**What you have to do**
Return every line of the records that includes the string "signature".

--- Data records Enclosed Below ---

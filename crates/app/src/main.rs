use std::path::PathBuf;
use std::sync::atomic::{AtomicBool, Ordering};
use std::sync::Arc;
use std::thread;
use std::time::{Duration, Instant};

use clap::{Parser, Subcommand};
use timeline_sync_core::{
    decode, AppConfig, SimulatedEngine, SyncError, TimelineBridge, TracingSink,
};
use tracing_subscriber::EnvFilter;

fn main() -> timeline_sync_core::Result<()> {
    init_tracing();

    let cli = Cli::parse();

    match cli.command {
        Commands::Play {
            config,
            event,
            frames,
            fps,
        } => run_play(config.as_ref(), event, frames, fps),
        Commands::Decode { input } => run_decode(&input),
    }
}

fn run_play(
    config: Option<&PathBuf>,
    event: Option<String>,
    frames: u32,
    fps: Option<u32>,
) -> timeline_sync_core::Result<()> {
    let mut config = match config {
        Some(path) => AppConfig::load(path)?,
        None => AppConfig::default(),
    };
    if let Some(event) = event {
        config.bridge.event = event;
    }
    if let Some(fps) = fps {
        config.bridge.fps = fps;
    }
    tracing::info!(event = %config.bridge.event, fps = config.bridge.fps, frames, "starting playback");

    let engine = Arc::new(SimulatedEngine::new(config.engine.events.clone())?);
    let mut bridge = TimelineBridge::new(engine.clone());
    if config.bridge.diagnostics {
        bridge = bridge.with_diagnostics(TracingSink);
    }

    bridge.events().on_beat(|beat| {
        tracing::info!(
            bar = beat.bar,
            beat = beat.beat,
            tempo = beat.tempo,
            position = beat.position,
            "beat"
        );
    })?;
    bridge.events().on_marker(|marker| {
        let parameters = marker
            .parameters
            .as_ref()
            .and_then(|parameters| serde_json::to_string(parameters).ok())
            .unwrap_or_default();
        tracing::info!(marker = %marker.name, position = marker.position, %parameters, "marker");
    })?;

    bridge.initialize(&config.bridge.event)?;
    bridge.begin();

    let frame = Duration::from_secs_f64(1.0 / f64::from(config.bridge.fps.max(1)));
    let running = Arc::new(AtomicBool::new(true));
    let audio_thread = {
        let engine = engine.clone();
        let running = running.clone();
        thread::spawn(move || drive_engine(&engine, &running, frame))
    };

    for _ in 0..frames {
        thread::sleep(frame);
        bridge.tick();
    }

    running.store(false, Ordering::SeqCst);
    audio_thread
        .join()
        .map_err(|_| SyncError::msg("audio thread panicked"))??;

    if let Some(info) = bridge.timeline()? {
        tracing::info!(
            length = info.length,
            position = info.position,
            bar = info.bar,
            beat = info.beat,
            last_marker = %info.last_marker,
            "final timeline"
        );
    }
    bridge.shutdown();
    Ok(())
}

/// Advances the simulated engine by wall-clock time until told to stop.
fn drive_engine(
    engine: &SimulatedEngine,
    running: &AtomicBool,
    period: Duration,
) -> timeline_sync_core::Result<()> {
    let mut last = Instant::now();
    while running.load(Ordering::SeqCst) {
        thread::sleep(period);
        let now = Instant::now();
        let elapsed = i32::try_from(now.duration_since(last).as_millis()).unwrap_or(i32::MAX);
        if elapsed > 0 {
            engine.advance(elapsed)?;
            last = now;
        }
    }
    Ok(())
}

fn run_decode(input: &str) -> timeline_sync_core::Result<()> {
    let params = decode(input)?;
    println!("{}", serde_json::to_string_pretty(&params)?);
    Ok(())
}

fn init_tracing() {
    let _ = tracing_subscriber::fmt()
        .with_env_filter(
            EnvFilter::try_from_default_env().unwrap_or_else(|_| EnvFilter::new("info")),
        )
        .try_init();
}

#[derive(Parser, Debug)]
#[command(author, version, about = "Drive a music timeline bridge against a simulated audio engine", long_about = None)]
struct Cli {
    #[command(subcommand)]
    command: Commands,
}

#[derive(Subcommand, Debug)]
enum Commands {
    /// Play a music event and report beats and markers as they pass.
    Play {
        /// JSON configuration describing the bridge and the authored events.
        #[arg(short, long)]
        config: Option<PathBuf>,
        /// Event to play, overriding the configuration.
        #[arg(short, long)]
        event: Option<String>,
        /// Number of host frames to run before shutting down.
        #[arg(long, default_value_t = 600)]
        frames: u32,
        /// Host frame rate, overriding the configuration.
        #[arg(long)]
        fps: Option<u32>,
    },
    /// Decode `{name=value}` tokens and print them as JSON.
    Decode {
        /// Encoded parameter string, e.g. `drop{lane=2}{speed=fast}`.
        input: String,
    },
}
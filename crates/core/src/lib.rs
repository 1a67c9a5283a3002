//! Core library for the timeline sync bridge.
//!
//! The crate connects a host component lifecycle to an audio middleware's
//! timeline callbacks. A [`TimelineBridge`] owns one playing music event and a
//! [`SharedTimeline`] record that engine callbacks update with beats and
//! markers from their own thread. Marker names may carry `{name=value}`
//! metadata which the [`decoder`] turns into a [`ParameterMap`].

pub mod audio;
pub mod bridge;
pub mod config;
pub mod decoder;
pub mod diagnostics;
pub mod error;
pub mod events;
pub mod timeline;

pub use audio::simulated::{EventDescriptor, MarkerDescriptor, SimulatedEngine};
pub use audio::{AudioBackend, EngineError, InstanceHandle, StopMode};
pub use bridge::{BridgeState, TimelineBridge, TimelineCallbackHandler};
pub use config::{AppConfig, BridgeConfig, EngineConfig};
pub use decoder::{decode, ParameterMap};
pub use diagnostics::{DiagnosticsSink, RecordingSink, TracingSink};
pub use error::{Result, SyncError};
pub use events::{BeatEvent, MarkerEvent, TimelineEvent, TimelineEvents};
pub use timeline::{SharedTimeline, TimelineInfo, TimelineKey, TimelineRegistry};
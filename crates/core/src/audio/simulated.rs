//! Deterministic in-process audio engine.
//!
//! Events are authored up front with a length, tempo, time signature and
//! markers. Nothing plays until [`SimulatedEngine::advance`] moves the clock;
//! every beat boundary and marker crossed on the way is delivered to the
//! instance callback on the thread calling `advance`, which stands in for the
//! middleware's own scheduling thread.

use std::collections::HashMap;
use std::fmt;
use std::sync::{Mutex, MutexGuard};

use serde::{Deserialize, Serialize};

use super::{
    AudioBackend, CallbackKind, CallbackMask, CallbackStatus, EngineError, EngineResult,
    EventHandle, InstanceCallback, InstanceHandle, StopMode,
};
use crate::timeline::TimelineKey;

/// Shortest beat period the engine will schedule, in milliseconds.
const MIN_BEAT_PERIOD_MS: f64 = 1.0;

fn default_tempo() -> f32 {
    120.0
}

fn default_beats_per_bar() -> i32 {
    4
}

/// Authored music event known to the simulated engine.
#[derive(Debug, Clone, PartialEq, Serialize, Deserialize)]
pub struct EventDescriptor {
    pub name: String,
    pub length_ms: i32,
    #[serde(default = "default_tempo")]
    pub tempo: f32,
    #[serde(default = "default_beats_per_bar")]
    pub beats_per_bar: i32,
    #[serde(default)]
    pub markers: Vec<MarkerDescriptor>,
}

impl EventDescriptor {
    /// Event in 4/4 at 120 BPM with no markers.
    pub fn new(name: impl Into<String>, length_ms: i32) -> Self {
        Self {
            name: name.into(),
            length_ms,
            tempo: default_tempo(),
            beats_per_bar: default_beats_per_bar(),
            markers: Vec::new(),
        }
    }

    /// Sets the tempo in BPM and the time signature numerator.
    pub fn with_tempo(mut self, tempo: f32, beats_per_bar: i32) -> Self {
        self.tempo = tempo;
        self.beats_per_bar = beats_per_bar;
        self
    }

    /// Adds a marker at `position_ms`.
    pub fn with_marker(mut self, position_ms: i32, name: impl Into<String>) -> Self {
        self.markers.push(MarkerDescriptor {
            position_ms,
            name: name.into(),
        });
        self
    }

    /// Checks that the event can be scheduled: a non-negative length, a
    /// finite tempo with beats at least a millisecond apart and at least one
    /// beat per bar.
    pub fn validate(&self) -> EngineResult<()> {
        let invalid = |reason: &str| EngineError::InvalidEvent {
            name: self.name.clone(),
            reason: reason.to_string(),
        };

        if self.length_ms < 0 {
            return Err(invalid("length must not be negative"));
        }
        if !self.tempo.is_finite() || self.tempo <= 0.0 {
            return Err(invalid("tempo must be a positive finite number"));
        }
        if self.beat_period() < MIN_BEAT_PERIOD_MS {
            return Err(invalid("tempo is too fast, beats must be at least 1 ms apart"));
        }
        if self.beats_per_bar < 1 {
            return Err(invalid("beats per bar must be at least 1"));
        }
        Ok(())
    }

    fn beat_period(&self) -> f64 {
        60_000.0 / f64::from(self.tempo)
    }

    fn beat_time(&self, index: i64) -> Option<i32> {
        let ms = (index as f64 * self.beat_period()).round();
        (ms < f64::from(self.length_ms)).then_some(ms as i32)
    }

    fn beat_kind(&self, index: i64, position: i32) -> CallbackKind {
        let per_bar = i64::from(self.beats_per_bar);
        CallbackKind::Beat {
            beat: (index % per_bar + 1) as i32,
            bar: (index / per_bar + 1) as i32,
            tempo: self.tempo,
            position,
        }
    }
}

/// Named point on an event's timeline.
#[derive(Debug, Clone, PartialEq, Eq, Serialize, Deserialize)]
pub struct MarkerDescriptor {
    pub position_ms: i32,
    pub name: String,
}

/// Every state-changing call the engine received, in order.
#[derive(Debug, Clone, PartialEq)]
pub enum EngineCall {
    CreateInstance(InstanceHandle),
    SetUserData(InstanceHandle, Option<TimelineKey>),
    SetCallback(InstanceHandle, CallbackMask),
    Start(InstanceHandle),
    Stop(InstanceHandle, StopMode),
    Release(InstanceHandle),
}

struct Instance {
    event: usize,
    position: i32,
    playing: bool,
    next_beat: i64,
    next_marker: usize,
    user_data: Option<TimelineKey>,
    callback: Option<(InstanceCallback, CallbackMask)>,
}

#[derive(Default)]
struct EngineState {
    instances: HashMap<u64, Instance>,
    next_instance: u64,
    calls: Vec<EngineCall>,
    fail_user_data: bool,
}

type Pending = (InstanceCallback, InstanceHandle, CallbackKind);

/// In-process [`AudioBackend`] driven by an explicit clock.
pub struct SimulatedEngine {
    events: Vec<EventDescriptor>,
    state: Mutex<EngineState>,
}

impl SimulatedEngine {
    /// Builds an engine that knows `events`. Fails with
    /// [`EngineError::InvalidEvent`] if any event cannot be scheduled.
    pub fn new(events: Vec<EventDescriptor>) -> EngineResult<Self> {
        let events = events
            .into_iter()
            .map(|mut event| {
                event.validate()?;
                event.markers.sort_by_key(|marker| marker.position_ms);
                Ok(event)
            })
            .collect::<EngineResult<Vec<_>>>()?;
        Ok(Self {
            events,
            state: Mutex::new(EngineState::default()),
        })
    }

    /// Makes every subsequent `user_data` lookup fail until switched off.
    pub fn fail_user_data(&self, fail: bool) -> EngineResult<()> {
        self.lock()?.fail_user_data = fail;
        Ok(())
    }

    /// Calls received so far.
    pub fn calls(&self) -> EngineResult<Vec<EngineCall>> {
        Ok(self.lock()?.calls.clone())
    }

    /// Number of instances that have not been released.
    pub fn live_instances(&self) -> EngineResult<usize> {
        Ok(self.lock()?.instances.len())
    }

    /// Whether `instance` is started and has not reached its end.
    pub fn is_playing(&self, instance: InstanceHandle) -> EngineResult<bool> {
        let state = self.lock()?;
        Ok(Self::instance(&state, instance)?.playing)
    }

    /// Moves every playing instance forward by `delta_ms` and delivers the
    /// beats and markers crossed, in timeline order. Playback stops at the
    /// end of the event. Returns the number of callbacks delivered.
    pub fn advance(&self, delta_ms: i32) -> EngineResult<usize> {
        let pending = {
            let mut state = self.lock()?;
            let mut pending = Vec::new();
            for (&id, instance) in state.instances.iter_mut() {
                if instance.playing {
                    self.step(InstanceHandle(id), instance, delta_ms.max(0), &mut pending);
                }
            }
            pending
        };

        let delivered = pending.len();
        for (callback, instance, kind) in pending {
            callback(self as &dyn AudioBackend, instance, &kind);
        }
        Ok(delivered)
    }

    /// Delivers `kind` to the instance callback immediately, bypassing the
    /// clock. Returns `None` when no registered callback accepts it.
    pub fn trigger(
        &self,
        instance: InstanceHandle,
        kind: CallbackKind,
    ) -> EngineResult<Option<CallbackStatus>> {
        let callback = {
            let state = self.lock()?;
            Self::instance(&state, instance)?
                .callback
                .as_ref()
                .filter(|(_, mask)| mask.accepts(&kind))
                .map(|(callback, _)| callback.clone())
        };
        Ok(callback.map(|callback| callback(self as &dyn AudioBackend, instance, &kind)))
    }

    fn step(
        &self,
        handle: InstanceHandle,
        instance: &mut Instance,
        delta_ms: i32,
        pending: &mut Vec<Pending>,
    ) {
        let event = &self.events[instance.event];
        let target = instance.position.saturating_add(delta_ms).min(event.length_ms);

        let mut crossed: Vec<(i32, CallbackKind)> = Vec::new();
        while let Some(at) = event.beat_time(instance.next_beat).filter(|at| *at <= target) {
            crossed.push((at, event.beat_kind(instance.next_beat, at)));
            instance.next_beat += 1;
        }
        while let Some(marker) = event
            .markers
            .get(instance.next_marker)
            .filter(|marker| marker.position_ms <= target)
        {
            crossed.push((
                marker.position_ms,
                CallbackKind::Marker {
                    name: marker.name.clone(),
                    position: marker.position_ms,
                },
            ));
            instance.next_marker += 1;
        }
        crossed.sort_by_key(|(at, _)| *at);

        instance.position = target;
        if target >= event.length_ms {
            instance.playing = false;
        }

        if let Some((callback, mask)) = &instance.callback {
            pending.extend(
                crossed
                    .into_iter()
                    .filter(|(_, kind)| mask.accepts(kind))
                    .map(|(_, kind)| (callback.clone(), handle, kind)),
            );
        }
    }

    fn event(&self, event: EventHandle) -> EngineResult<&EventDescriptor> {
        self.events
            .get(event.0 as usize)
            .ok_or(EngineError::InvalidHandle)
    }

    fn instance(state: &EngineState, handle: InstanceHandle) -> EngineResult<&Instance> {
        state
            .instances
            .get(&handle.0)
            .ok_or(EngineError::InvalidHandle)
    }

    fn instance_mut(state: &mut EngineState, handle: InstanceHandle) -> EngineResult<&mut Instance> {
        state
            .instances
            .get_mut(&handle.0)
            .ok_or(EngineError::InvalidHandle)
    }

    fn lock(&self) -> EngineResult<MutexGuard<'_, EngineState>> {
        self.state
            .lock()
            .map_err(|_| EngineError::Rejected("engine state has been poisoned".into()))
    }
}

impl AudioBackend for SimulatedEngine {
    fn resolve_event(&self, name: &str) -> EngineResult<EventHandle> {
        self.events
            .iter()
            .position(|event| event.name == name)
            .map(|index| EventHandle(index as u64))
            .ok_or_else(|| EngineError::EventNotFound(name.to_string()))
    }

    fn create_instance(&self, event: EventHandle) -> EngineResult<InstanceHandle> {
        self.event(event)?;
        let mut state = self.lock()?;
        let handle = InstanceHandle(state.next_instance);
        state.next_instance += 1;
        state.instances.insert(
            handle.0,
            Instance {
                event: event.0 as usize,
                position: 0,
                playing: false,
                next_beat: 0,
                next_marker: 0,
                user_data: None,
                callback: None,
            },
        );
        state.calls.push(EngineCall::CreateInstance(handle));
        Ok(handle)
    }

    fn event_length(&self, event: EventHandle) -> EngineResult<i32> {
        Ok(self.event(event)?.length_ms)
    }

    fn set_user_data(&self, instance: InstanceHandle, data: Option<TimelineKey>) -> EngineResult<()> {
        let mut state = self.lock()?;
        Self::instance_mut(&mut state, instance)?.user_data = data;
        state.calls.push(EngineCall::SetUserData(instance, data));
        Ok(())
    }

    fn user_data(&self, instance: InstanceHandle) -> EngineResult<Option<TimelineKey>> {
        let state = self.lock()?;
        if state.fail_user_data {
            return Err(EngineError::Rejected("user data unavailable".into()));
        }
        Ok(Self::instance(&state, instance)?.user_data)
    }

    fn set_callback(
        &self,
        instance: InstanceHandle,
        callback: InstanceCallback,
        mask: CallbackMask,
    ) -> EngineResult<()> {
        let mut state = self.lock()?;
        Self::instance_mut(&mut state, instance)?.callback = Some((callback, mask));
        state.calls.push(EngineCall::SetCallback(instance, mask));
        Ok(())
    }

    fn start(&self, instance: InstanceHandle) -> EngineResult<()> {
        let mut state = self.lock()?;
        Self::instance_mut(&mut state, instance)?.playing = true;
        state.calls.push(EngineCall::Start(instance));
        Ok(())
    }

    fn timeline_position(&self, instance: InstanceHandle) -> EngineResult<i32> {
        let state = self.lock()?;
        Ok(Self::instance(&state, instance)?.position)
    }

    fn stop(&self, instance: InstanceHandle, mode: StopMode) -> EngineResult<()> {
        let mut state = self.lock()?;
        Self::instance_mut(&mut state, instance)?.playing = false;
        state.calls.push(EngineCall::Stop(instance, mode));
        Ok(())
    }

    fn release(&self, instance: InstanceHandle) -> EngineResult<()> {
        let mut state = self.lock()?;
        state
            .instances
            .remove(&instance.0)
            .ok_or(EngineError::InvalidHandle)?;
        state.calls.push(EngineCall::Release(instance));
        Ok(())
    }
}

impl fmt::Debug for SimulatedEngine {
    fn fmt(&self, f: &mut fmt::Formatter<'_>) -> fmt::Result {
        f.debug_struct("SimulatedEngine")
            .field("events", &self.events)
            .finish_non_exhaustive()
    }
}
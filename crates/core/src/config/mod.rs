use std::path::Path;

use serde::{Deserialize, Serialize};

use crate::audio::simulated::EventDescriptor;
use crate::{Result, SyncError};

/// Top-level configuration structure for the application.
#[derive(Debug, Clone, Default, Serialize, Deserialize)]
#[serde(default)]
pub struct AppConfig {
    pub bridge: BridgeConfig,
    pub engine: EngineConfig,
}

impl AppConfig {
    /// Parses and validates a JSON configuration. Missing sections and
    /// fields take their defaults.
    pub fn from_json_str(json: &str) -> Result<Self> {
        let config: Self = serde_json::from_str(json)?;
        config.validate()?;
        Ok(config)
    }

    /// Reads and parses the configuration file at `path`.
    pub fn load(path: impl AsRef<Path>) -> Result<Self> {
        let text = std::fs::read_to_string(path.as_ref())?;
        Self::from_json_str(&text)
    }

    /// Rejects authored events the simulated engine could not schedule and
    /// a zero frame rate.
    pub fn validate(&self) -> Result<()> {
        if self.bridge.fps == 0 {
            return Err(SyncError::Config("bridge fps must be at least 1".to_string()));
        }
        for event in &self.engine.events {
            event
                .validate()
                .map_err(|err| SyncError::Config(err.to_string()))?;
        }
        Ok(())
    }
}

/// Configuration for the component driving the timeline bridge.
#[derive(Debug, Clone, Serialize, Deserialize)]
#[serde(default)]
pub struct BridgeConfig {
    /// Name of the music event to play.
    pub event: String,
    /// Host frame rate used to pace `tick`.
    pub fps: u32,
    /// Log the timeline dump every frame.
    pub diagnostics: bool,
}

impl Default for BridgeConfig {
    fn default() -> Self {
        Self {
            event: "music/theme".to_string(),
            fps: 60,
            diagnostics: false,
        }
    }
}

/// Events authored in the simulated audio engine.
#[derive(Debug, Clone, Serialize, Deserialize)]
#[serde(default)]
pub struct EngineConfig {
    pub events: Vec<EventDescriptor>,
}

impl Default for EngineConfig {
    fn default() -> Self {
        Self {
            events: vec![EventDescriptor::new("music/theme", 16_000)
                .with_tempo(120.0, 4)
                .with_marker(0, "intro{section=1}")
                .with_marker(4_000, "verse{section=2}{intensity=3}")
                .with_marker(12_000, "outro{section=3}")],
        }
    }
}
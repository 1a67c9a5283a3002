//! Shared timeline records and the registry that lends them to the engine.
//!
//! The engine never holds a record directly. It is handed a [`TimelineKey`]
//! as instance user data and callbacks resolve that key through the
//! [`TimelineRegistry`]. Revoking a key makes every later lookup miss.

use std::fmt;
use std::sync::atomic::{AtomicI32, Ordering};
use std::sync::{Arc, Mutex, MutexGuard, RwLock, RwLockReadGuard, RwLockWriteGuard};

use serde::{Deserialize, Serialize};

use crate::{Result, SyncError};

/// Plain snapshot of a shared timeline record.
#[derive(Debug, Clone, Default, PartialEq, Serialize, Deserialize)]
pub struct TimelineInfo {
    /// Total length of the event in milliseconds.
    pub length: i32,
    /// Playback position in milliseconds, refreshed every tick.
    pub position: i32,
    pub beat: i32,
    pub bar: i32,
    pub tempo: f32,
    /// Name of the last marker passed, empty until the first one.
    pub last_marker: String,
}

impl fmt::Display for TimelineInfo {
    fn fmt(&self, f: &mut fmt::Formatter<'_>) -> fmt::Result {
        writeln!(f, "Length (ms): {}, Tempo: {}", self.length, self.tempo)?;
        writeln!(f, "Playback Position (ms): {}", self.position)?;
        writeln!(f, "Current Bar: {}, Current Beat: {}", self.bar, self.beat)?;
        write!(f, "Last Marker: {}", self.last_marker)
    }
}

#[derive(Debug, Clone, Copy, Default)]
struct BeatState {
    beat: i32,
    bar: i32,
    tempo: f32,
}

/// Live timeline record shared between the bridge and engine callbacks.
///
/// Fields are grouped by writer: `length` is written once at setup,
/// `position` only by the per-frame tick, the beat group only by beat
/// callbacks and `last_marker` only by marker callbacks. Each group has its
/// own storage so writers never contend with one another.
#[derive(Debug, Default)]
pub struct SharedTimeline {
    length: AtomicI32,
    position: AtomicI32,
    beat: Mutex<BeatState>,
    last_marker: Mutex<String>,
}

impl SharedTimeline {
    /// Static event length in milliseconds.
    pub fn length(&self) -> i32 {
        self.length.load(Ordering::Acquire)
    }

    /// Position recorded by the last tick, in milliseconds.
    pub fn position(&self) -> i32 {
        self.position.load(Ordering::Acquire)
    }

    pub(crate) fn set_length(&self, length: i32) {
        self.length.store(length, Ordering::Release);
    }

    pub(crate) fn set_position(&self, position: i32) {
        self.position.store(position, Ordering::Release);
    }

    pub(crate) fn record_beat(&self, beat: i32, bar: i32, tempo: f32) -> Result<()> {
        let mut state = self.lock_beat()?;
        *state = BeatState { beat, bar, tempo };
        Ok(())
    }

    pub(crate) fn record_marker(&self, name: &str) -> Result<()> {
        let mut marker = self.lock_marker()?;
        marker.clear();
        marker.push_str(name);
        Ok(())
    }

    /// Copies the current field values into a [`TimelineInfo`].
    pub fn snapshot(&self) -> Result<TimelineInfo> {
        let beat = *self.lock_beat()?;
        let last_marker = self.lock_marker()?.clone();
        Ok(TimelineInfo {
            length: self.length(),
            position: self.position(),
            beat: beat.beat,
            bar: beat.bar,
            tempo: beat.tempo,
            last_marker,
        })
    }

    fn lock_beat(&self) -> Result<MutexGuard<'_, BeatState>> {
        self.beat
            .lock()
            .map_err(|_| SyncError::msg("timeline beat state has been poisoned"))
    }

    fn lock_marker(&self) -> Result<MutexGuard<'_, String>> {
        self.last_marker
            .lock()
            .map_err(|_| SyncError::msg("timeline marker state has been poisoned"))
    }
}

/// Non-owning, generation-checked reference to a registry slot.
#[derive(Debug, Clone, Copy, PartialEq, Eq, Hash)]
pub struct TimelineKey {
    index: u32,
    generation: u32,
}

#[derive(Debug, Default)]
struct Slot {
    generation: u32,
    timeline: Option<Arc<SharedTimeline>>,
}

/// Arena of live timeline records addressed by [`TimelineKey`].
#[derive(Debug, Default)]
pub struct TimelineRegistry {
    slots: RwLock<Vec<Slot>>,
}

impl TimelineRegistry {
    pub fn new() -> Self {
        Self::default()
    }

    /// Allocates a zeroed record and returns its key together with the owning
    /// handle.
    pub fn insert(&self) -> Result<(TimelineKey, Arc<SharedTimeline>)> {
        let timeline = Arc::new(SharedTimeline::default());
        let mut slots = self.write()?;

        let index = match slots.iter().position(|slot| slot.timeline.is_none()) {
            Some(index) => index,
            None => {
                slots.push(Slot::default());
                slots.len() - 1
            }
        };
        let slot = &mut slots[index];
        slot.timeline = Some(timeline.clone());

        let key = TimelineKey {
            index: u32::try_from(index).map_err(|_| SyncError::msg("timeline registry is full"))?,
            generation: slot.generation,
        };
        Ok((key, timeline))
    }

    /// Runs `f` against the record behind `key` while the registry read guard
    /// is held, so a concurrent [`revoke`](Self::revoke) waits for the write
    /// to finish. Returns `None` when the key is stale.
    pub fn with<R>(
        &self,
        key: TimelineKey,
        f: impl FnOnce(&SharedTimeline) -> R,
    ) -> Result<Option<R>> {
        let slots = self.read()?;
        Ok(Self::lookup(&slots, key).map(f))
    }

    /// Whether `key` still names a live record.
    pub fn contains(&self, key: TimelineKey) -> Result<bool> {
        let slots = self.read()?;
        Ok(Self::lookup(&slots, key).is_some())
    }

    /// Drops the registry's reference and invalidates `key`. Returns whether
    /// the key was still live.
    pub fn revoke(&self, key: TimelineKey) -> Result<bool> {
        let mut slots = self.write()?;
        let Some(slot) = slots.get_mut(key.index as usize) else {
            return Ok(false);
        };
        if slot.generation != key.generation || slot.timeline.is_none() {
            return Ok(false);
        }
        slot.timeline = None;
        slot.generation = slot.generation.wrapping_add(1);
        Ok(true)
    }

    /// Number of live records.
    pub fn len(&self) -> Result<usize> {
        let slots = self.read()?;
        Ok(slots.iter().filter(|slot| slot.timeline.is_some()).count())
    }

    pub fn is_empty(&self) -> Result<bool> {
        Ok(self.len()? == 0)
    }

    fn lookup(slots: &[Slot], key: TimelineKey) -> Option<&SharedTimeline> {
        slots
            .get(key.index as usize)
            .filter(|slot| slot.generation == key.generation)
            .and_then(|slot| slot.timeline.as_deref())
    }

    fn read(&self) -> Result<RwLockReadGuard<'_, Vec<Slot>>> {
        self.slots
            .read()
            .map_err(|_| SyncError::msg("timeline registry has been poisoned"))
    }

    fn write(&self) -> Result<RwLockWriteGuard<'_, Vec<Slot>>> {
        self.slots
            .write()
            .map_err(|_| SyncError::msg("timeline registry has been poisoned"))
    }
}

--- End of Enclosed Data records ---

**Reply to the exercise**
//! Events are authored up front with a length, tempo, time signature and
    /// Sets the tempo in BPM and the time signature numerator.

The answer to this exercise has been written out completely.